With a major capitalist crisis upon us, the pertinence of the Marxian critique becomes evident, once again. In contrast, mainstream economics does not admit crisis as inherent to the capitalist economy. For the dominant school of thought, whatever problems occur can be explained by failures in policy; they are not intrinsic to capitalism.
In his study Marxism: For and Against Robert Heilbroner said that Marx had revealed the invisible nature of capitalism. In economic life, things were not as they appeared on the surface. Commodities hid social relations. Supply did not create demand. Producers did not always find purchasers.
Marxian accounts of capitalist crisis crowd each other, unread, on library bookshelves. While orthodox economics does not admit that the system itself fails, you just have to look at any news report to know differently. Economists assume equilibrium in markets happens automatically. Prices are thought to move to restore balance. Out in the real world, crises show up when workers cannot find work, and sellers do not find buyers.
In the economic recovery plan of the U.S. Treasury Department, public credit is mobilized to bailout the owners of the banking system, complete with bonuses for management. Meanwhile mortgage lenders foreclose on homeowners.
The Marxian critique focuses on the dynamic relationship between the forces of production available in a society, and its social relationships. The capacity of a society to produce beyond its immediate needs rests on the combination of productive forces available to it, including science, technology, human ingenuity of all types and natural resources. By this measure of productive capacity every American family should be a homeowner.
The legal expropriation by the capitalist class of the surplus produced by people working together creates the clash between exploited and exploiter. With the full power of the American state committed to saving investors in insolvent banks, the class nature of capitalist society is held up for all to see.

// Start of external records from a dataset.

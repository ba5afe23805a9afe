//! # CLI
//!
//! This module defines the command-line interface of `gsi` using `clap`.
//!
//! Every command reads one or more schema files. Several `--schema` flags are merged into a
//! single schema, so an OpenAPI document and a descriptor set can be served by one client.
use clap::{Args, Parser, Subcommand};
use std::path::PathBuf;

#[derive(Parser)]
#[command(name = "gsi", version, about = "Schema-driven graph service client")]
pub struct Cli {
    /// Client configuration file (JSON or YAML). Without it, the INTERACTIVE_* environment
    /// variables are used.
    #[arg(long, global = true)]
    pub config: Option<PathBuf>,

    #[command(subcommand)]
    pub command: Commands,
}

#[derive(Args)]
pub struct SchemaArgs {
    /// OpenAPI document (.json, .yaml) or descriptor set (.bin, .pb, .desc)
    #[arg(short, long = "schema", required = true)]
    pub schemas: Vec<PathBuf>,
}

#[derive(Subcommand)]
pub enum Commands {
    /// List the operations of a schema
    List {
        #[command(flatten)]
        schema: SchemaArgs,
    },

    /// Describe a single operation: its signature, binding and parameters
    Describe {
        /// Operation id (e.g. getVertex or my.pkg.Service/Method)
        operation: String,

        #[command(flatten)]
        schema: SchemaArgs,
    },

    /// Print the synthesized stub of every operation
    Stubs {
        #[command(flatten)]
        schema: SchemaArgs,
    },

    /// Invoke an operation
    ///
    /// ## Examples:
    ///
    /// ```bash
    /// gsi call getVertex --schema graph.yaml --rest http://localhost:7777 --args '{"id": "v1"}'
    /// ```
    Call {
        /// Operation id (e.g. getVertex or my.pkg.Service/Method)
        operation: String,

        #[command(flatten)]
        schema: SchemaArgs,

        /// JSON object of arguments, keyed by parameter name
        #[arg(long, value_parser = parse_args, default_value = "{}")]
        args: serde_json::Value,

        /// Timeout of the whole invocation, retries included
        #[arg(long)]
        timeout_ms: Option<u64>,

        #[command(flatten)]
        endpoints: EndpointArgs,

        #[arg(short = 'H', long = "header", value_parser = parse_header)]
        headers: Vec<(String, String)>,
    },
}

/// Endpoint overrides, applied on top of the configuration file or environment.
#[derive(Args, Default)]
pub struct EndpointArgs {
    /// Base URL of the REST API
    #[arg(long)]
    pub rest: Option<String>,
    /// gRPC server URL (e.g. http://localhost:50051)
    #[arg(long)]
    pub grpc: Option<String>,
    /// Base URL of the Neo4j HTTP API
    #[arg(long)]
    pub cypher: Option<String>,
    /// Gremlin Server HTTP endpoint
    #[arg(long)]
    pub gremlin: Option<String>,
}

fn parse_header(s: &str) -> Result<(String, String), String> {
    s.split_once(':')
        .map(|(k, v)| (k.trim().to_string(), v.trim().to_string()))
        .ok_or_else(|| "Format must be 'key:value'".to_string())
}

fn parse_args(value: &str) -> Result<serde_json::Value, String> {
    match serde_json::from_str(value) {
        Ok(value @ serde_json::Value::Object(_)) => Ok(value),
        Ok(_) => Err("Arguments must be a JSON object".to_string()),
        Err(e) => Err(format!("Invalid JSON: {e}")),
    }
}
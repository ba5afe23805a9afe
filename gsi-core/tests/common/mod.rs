#![allow(dead_code)]

pub mod graph_service_impl;
pub mod stub_server;

use gsi_core::{ClientConfig, GsiClient, Schema, config::RetryConfig};
use serde::Deserialize;
use std::collections::HashMap;

pub const GRAPH_API_YAML: &str = include_str!("../fixtures/graph-api.yaml");

#[derive(Debug, Deserialize, PartialEq)]
pub struct Vertex {
    pub id: String,
    pub label: String,
    #[serde(default)]
    pub properties: HashMap<String, String>,
}

pub fn graph_api() -> Schema {
    Schema::from_openapi_yaml(GRAPH_API_YAML).unwrap()
}

pub fn graph_service() -> Schema {
    Schema::from_descriptor_set(graph_service::FILE_DESCRIPTOR_SET).unwrap()
}

/// REST, Cypher and Gremlin all pointed at the stub server, with short retry delays.
pub fn config_for(server: &stub_server::StubServer) -> ClientConfig {
    ClientConfig {
        cypher_endpoint: Some(server.url.clone()),
        gremlin_endpoint: Some(format!("{}/gremlin", server.url)),
        ..rest_config(&server.url)
    }
}

/// Only REST, pointed at `url`, with short retry delays.
pub fn rest_config(url: &str) -> ClientConfig {
    ClientConfig {
        rest_endpoint: Some(url.to_string()),
        retry: RetryConfig {
            max_attempts: 3,
            min_delay_ms: 10,
            max_delay_ms: 50,
        },
        ..ClientConfig::default()
    }
}

pub fn client_for(server: &stub_server::StubServer) -> GsiClient {
    GsiClient::from_config(&graph_api(), &config_for(server)).unwrap()
}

From a Marxian perspective what gets produced and how the proceeds get distributed are the outcome of social relations established within production. When those relations fetter the forces of production, the time is ripe for a social revolution. The people who do the work deserve the full proceeds of what is produced. Instead billions of dollars are wasted on military expenditures, and in conspicuous consumption by the wealthy.
Marx turned 30 in 1848, the revolutionary year in Europe. The young Marx trained as a philosopher, and turned to journalism when his radical views closed the door to an academic career. A noted political activist, with Fredrick Engels, he co-wrote the most important political pamphlet of the 19th century, The Communist Manifesto.
The mature Marx worked preparing Das Kapital in the reading room of the British Museum. In a preparatory work, the preface to A Contribution to the Critique of Political Economy, he sketched an account of the nature of the social world that while it was modified in subsequent work, remains the clearest account of his thought. The introduction to the same work, only published later, goes even deeper into his conception of how the world can best be understood.
Karl Marx spent much of his life in Britain studying and commentating on political economy. Still, today in Canada, following the lead of the American academy, his rethinking of economics as the history of social classes in conflict is treated as lying outside normal economic science.
It is easy to dismiss Marx either by guilt through association given the sins of his followers, or by an ad hominen "he was a communist, not an economist." But not only does the Marxian perspective help to understand the current financial crisis, his theory of history is central to contemporary social science.
Duncan Cameron writes from Vancouver.